_Problem statement:_ Pull from the data below each line where the word "span" occurs, and copy it.

_Collected data entries:_
━━━━━━━━━━━━━━━━━━━━━━━━━━━━━━
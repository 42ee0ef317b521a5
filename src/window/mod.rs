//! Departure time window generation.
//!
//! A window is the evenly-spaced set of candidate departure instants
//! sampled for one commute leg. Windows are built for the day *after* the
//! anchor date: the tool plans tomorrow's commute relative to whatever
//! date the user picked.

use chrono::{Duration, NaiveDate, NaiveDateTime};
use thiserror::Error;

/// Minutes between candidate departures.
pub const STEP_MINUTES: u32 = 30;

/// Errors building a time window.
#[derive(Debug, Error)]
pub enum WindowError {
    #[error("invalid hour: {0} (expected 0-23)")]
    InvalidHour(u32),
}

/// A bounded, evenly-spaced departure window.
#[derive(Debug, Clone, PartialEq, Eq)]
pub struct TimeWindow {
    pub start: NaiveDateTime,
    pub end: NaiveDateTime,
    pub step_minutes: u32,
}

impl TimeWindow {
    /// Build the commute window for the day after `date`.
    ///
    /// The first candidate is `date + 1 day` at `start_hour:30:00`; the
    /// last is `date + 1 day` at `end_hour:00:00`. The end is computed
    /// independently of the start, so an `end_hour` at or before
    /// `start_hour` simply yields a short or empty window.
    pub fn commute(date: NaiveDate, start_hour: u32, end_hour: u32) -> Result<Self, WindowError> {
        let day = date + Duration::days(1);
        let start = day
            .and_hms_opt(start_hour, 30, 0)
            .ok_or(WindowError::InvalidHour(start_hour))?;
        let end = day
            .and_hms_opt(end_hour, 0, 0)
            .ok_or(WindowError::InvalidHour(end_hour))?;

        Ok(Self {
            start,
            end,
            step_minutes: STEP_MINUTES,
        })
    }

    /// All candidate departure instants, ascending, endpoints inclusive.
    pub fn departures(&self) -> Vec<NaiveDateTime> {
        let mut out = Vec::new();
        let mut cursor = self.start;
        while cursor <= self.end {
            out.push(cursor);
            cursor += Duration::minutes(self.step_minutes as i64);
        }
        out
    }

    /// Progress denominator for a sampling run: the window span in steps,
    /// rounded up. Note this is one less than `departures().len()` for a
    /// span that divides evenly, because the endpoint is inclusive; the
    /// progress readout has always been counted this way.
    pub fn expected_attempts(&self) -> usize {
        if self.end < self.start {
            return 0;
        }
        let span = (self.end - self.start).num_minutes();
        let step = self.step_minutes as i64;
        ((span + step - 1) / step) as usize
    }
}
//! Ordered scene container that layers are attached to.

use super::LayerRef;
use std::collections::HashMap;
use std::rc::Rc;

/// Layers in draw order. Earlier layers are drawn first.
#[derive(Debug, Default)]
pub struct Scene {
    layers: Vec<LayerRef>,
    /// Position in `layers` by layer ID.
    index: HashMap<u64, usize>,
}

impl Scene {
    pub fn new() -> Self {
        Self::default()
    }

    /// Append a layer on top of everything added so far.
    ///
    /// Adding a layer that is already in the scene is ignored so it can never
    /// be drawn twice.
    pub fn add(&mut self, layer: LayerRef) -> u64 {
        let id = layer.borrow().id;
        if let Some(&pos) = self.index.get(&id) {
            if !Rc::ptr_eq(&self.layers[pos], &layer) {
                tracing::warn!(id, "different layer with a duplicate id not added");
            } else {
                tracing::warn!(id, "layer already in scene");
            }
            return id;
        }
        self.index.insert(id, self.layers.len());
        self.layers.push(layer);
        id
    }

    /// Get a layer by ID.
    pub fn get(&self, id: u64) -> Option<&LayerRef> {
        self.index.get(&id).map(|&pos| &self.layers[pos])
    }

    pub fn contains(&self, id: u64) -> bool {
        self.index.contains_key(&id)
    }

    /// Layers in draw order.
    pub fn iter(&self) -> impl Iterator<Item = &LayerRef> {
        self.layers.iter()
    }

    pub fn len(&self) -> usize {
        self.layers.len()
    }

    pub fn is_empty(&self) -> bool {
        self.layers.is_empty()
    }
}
━━━━━━━━━━━━━━━━━━━━━━━━━━━━━━
_Response to the exercise:_
    /// Progress denominator for a sampling run: the window span in steps,
    /// span that divides evenly, because the endpoint is inclusive; the
        let span = (self.end - self.start).num_minutes();
        ((span + step - 1) / step) as usize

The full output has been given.